---------- GIVEN INFORMATION ----------

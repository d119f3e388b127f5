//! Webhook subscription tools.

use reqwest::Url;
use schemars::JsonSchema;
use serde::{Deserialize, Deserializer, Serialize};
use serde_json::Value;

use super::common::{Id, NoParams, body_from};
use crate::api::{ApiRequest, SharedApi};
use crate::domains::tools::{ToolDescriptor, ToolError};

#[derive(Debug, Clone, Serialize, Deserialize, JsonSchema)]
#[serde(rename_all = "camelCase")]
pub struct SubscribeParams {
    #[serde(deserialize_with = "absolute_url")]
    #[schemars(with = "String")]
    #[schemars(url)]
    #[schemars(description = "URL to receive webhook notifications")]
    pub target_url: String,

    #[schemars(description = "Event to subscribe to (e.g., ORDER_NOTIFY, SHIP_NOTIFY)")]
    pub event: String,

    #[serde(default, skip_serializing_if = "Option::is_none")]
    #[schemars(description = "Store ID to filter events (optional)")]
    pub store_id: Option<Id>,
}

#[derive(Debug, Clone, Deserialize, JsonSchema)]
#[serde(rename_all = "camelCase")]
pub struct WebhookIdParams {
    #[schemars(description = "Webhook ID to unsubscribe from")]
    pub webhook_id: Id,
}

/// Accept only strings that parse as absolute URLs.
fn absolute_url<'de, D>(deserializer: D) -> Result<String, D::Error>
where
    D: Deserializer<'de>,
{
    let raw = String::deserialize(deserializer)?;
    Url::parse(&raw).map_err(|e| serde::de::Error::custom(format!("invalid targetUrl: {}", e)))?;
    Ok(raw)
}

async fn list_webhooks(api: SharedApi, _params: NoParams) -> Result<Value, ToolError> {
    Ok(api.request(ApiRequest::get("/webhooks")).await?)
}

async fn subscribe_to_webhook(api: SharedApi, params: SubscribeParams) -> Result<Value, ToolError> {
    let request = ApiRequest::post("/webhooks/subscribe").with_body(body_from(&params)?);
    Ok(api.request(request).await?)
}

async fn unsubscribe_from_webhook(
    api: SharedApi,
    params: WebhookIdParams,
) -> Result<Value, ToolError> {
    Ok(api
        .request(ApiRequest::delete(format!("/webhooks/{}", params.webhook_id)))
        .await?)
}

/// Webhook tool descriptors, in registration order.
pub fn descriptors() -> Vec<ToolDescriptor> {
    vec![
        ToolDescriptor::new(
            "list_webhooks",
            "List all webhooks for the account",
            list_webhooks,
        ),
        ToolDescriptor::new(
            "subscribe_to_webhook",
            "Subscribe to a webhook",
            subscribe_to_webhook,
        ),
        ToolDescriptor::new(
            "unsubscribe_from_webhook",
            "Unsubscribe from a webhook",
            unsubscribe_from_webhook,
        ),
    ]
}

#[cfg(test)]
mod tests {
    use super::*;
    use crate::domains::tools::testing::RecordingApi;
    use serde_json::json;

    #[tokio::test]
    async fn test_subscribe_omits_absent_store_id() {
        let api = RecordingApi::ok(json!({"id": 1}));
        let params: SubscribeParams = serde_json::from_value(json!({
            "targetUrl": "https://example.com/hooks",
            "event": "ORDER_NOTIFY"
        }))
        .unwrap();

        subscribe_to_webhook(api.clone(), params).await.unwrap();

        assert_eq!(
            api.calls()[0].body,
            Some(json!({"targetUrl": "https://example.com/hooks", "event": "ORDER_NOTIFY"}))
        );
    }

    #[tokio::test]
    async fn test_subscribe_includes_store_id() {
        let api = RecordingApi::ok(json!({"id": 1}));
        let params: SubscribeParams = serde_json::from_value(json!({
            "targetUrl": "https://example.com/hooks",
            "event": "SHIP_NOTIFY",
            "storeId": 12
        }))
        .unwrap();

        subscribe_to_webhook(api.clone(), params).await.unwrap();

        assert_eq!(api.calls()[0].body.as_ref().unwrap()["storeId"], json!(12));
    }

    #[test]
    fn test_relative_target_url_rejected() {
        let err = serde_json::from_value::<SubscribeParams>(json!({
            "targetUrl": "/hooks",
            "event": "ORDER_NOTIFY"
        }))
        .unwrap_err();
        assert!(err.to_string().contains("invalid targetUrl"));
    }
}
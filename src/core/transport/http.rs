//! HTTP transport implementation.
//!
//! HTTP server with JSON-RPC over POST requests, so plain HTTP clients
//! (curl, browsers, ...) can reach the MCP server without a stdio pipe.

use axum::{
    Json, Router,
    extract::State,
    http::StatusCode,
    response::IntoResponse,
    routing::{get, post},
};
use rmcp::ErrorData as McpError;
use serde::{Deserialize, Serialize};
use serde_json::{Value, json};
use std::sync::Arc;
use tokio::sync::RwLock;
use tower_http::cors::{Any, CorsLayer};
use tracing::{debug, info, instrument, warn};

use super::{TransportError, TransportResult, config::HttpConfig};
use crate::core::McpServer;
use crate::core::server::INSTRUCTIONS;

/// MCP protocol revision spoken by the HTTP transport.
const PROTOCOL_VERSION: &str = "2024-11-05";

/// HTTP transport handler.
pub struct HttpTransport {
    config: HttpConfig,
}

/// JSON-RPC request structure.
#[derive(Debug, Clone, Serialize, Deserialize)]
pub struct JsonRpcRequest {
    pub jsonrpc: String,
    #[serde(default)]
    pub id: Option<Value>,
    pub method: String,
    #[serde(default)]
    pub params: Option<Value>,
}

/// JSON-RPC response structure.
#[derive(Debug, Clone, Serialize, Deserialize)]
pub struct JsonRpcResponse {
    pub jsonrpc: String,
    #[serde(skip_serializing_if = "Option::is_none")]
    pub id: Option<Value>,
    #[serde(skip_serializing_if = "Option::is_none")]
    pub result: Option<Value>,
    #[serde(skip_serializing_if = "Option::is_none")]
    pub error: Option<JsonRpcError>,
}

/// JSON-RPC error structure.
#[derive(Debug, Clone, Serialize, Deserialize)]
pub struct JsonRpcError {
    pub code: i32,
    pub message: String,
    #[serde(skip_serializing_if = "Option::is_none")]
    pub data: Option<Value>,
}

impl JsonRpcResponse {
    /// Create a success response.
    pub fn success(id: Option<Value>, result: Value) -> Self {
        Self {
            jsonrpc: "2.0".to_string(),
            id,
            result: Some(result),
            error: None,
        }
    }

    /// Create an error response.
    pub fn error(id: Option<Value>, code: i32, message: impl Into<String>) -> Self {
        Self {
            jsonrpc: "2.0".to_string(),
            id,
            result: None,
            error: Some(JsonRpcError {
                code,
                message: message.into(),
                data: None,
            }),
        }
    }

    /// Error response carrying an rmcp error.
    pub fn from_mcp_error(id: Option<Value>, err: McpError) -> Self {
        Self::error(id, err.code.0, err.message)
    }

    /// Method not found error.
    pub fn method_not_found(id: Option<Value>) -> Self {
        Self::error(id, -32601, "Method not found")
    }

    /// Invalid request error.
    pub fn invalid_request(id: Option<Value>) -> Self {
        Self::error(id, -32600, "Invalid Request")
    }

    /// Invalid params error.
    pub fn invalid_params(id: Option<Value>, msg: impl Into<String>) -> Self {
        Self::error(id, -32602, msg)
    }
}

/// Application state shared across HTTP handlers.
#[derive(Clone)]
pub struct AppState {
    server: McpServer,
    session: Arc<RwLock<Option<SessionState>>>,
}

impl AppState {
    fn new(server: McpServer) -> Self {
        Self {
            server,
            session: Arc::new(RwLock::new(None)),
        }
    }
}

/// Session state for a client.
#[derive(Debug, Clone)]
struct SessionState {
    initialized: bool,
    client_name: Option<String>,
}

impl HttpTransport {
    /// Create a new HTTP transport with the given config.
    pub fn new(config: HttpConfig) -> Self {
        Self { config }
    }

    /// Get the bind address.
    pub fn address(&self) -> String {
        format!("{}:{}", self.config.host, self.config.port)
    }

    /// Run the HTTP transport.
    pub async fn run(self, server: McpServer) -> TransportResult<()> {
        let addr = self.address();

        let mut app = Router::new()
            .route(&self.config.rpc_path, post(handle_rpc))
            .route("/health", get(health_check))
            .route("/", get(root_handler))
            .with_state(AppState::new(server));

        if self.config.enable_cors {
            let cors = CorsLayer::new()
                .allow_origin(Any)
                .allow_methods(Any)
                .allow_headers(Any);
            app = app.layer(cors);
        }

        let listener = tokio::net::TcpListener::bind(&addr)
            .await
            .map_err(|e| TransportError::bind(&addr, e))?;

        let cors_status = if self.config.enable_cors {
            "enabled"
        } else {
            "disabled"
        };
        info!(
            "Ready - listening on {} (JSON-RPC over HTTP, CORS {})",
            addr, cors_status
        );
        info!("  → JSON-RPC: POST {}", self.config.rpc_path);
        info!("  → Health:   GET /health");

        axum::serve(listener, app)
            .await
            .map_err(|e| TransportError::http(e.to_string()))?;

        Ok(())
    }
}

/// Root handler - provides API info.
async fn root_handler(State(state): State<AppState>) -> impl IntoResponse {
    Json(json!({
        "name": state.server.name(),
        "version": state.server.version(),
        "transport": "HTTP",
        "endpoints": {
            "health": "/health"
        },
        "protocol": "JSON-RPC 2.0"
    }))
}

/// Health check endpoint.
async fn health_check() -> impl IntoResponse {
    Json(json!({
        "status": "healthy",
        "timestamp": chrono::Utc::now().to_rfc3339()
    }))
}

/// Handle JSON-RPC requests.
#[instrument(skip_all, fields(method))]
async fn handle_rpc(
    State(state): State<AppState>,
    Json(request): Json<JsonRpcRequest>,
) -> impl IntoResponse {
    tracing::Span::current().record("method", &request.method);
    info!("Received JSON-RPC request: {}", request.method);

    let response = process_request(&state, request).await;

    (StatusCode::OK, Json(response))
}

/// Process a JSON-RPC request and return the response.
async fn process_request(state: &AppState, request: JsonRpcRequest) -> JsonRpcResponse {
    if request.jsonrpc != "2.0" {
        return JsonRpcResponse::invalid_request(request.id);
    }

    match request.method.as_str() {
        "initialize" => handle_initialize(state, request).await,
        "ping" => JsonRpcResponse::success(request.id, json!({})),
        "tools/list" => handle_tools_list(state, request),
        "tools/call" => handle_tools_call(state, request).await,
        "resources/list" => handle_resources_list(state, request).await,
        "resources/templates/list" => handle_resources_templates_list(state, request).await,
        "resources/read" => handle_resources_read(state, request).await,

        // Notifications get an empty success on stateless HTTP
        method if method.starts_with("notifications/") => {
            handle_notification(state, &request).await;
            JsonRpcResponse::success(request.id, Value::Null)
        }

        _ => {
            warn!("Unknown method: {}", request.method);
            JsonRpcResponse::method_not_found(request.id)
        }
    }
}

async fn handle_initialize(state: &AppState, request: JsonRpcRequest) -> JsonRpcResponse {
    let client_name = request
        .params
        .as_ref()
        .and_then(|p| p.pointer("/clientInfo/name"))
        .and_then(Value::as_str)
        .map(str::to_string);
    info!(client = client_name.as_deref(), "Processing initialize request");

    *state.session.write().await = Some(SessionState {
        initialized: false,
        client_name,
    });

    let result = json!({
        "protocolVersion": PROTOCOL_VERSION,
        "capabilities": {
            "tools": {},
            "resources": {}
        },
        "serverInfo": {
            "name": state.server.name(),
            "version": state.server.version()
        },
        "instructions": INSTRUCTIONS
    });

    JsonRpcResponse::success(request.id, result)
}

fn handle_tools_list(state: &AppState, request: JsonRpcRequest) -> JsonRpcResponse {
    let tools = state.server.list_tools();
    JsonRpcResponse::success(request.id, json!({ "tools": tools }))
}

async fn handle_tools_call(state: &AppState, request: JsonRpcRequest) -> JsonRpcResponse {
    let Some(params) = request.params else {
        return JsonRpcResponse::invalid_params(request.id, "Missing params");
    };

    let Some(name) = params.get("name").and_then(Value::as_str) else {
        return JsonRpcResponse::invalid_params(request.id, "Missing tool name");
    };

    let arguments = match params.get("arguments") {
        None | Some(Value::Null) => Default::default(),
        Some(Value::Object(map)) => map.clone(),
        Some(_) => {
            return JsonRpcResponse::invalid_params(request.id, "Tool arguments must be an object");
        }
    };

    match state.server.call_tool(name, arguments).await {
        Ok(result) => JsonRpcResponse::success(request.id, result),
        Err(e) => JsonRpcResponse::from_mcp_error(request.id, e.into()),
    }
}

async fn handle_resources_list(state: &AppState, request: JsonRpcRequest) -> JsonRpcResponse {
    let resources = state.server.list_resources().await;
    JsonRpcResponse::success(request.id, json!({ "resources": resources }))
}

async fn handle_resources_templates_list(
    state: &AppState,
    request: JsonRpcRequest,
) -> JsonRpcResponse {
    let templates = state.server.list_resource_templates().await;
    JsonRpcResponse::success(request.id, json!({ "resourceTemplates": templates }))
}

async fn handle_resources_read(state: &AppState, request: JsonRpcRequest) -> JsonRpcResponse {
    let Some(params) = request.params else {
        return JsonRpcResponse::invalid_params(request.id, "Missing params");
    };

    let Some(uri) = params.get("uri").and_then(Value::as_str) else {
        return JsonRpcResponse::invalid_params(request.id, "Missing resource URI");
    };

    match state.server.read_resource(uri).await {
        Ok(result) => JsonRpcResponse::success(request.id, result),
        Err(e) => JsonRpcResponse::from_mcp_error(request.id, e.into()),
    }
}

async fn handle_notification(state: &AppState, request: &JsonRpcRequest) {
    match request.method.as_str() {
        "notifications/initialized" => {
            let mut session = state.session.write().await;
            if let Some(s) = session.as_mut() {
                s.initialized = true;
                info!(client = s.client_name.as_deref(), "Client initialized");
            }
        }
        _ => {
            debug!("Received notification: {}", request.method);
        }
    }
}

----------

• _HOW TO COMPLETE THIS TASK_
Every line above that holds the word "NoParams" is to be found and copied.

• _RESPONSE TO THE TASK_
use super::common::{Id, NoParams, body_from};
async fn list_webhooks(api: SharedApi, _params: NoParams) -> Result<Value, ToolError> {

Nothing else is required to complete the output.